GOAL OF THE EXERCISE
Check which lines of the entries that follow hold "BLACK", then give the number of those lines and nothing more.

SUPPLIED RECORDS

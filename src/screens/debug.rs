//! Debug page rendering.
//!
//! Displays scene statistics, frame timing and the scene log. Accessible by
//! pressing `Y` to toggle from the scene page. The layout is a single column
//! so it fits the 128px panel; on taller panels more log lines are shown.
//!
//! # Layout
//!
//! ```text
//! ┌────────────────────────┐
//! │ SCENE            50FPS │
//! ├────────────────────────┤
//! │ State  Ambient         │
//! │ Clock  12.3s           │
//! │ Elems  18              │
//! │ Tlines 17              │
//! │ Parts  16              │
//! │ Frame  20.1/25.0ms     │
//! │ Avg    20.1ms          │
//! │ Up     00:01:02        │
//! ├────────────────────────┤
//! │ >3.008 ambient, partic │
//! └────────────────────────┘
//! ```

use core::fmt::Write;

use ambient_scene_common::{SceneLog, SceneState, SceneStats};
use embedded_graphics::mono_font::MonoTextStyle;
use embedded_graphics::pixelcolor::Rgb565;
use embedded_graphics::prelude::*;
use embedded_graphics::primitives::{Line, PrimitiveStyle, Rectangle};
use embedded_graphics::text::Text;
use heapless::String;

use crate::colors::{BLACK, GRAY, GREEN, ORANGE, YELLOW};
use crate::profiling::FrameMetrics;
use crate::styles::{LABEL_FONT, LABEL_STYLE_WHITE, RIGHT_ALIGNED, TITLE_STYLE_GREEN};

// =============================================================================
// Layout Constants
// =============================================================================

/// Header Y position (text baseline)
const HEADER_Y: i32 = 11;

/// Y position of divider below header
const HEADER_DIVIDER_Y: i32 = 15;

/// Y position where stats rows start (baseline)
const STATS_Y: i32 = 25;

/// Line height for stats
const STAT_LINE_HEIGHT: i32 = 10;

/// Number of stats rows
const STAT_ROWS: i32 = 8;

/// Y position of divider above log
const LOG_DIVIDER_Y: i32 = STATS_Y + STAT_ROWS * STAT_LINE_HEIGHT - 6;

/// Y position of the first log line (baseline)
const LOG_Y: i32 = LOG_DIVIDER_Y + 11;

/// Height of each log line
const LOG_LINE_HEIGHT: i32 = 10;

/// Left margin
const MARGIN_X: i32 = 2;

/// X position of stat values
const VALUE_X: i32 = MARGIN_X + 7 * 6;

// =============================================================================
// Colors
// =============================================================================

/// Section label color (dimmer)
const LABEL_COLOR: Rgb565 = GRAY;

/// Highlight color for frame timing
const HIGHLIGHT_COLOR: Rgb565 = YELLOW;

/// Log prompt color
const LOG_PROMPT_COLOR: Rgb565 = GREEN;

/// Log text color
const LOG_TEXT_COLOR: Rgb565 = ORANGE;

/// Log terminal background (very dark green tint)
const LOG_BG: Rgb565 = Rgb565::new(1, 2, 1);

/// Divider line color
const DIVIDER_COLOR: Rgb565 = GRAY;

// =============================================================================
// Debug Page Drawing
// =============================================================================

/// Draw the debug page.
///
/// Clears the display and renders the header with FPS, the scene statistics
/// and frame timing rows, and the newest scene log lines that fit.
pub fn draw_debug_page<D>(
    display: &mut D,
    metrics: &FrameMetrics,
    stats: &SceneStats,
    log: &SceneLog,
    fps: f32,
) where
    D: DrawTarget<Color = Rgb565>,
{
    display.clear(BLACK).ok();
    let screen = display.bounding_box().size;

    draw_header(display, screen, fps);
    draw_horizontal_line(display, screen, HEADER_DIVIDER_Y);
    draw_stats(display, metrics, stats);
    draw_horizontal_line(display, screen, LOG_DIVIDER_Y);
    draw_log_terminal(display, screen, log);
}

fn draw_header<D>(
    display: &mut D,
    screen: Size,
    fps: f32,
) where
    D: DrawTarget<Color = Rgb565>,
{
    Text::new("SCENE", Point::new(MARGIN_X, HEADER_Y), TITLE_STYLE_GREEN)
        .draw(display)
        .ok();

    let mut fps_str: String<12> = String::new();
    let _ = write!(fps_str, "{fps:.0}FPS");
    Text::with_text_style(
        &fps_str,
        Point::new(screen.width as i32 - MARGIN_X, HEADER_Y),
        LABEL_STYLE_WHITE,
        RIGHT_ALIGNED,
    )
    .draw(display)
    .ok();
}

const fn state_name(state: SceneState) -> &'static str {
    match state {
        SceneState::Uninitialized => "Off",
        SceneState::Intro => "Intro",
        SceneState::Ambient => "Ambient",
    }
}

/// Draw one `label value` row.
fn draw_row<D>(
    display: &mut D,
    y: i32,
    label: &str,
    value: &str,
    value_style: MonoTextStyle<'_, Rgb565>,
) where
    D: DrawTarget<Color = Rgb565>,
{
    let label_style = MonoTextStyle::new(LABEL_FONT, LABEL_COLOR);
    Text::new(label, Point::new(MARGIN_X, y), label_style).draw(display).ok();
    Text::new(value, Point::new(VALUE_X, y), value_style).draw(display).ok();
}

fn draw_stats<D>(
    display: &mut D,
    metrics: &FrameMetrics,
    stats: &SceneStats,
) where
    D: DrawTarget<Color = Rgb565>,
{
    let highlight_style = MonoTextStyle::new(LABEL_FONT, HIGHLIGHT_COLOR);
    let mut y = STATS_Y;

    draw_row(display, y, "State", state_name(stats.state), LABEL_STYLE_WHITE);
    y += STAT_LINE_HEIGHT;

    let mut s: String<16> = String::new();
    let _ = write!(s, "{:.1}s", stats.clock_ms as f32 / 1000.0);
    draw_row(display, y, "Clock", &s, LABEL_STYLE_WHITE);
    y += STAT_LINE_HEIGHT;

    let mut s: String<16> = String::new();
    let _ = write!(s, "{}", stats.elements);
    draw_row(display, y, "Elems", &s, LABEL_STYLE_WHITE);
    y += STAT_LINE_HEIGHT;

    let mut s: String<16> = String::new();
    let _ = write!(s, "{}", stats.timelines);
    draw_row(display, y, "Tlines", &s, LABEL_STYLE_WHITE);
    y += STAT_LINE_HEIGHT;

    let mut s: String<16> = String::new();
    let _ = write!(s, "{}", stats.particles);
    draw_row(display, y, "Parts", &s, LABEL_STYLE_WHITE);
    y += STAT_LINE_HEIGHT;

    // Current / max
    let mut s: String<16> = String::new();
    let _ = write!(
        s,
        "{:.1}/{:.1}ms",
        metrics.frame_time_us as f32 / 1000.0,
        metrics.frame_time_max_us as f32 / 1000.0
    );
    draw_row(display, y, "Frame", &s, highlight_style);
    y += STAT_LINE_HEIGHT;

    let mut s: String<16> = String::new();
    let _ = write!(s, "{:.1}ms", metrics.frame_time_avg_us() as f32 / 1000.0);
    draw_row(display, y, "Avg", &s, highlight_style);
    y += STAT_LINE_HEIGHT;

    draw_row(display, y, "Up", &metrics.uptime_string(), LABEL_STYLE_WHITE);
}

/// Draw the newest log lines that fit below the stats.
fn draw_log_terminal<D>(
    display: &mut D,
    screen: Size,
    log: &SceneLog,
) where
    D: DrawTarget<Color = Rgb565>,
{
    let prompt_style = MonoTextStyle::new(LABEL_FONT, LOG_PROMPT_COLOR);
    let text_style = MonoTextStyle::new(LABEL_FONT, LOG_TEXT_COLOR);

    let top = LOG_DIVIDER_Y + 2;
    let height = (screen.height as i32 - top).max(0);
    Rectangle::new(Point::new(0, top), Size::new(screen.width, height as u32))
        .into_styled(PrimitiveStyle::with_fill(LOG_BG))
        .draw(display)
        .ok();

    let fits = ((screen.height as i32 - LOG_Y) / LOG_LINE_HEIGHT + 1).max(0) as usize;
    let mut y = LOG_Y;
    for line in log.iter().skip(log.len().saturating_sub(fits)) {
        Text::new(">", Point::new(MARGIN_X, y), prompt_style).draw(display).ok();
        Text::new(line.trim_start(), Point::new(MARGIN_X + 6, y), text_style)
            .draw(display)
            .ok();
        y += LOG_LINE_HEIGHT;
    }
}

/// Draw a horizontal divider line.
fn draw_horizontal_line<D>(
    display: &mut D,
    screen: Size,
    y: i32,
) where
    D: DrawTarget<Color = Rgb565>,
{
    Line::new(Point::new(2, y), Point::new(screen.width as i32 - 2, y))
        .into_styled(PrimitiveStyle::with_stroke(DIVIDER_COLOR, 1))
        .draw(display)
        .ok();
}

// =============================================================================
// Unit Tests
// =============================================================================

EXPECTED ANSWER
2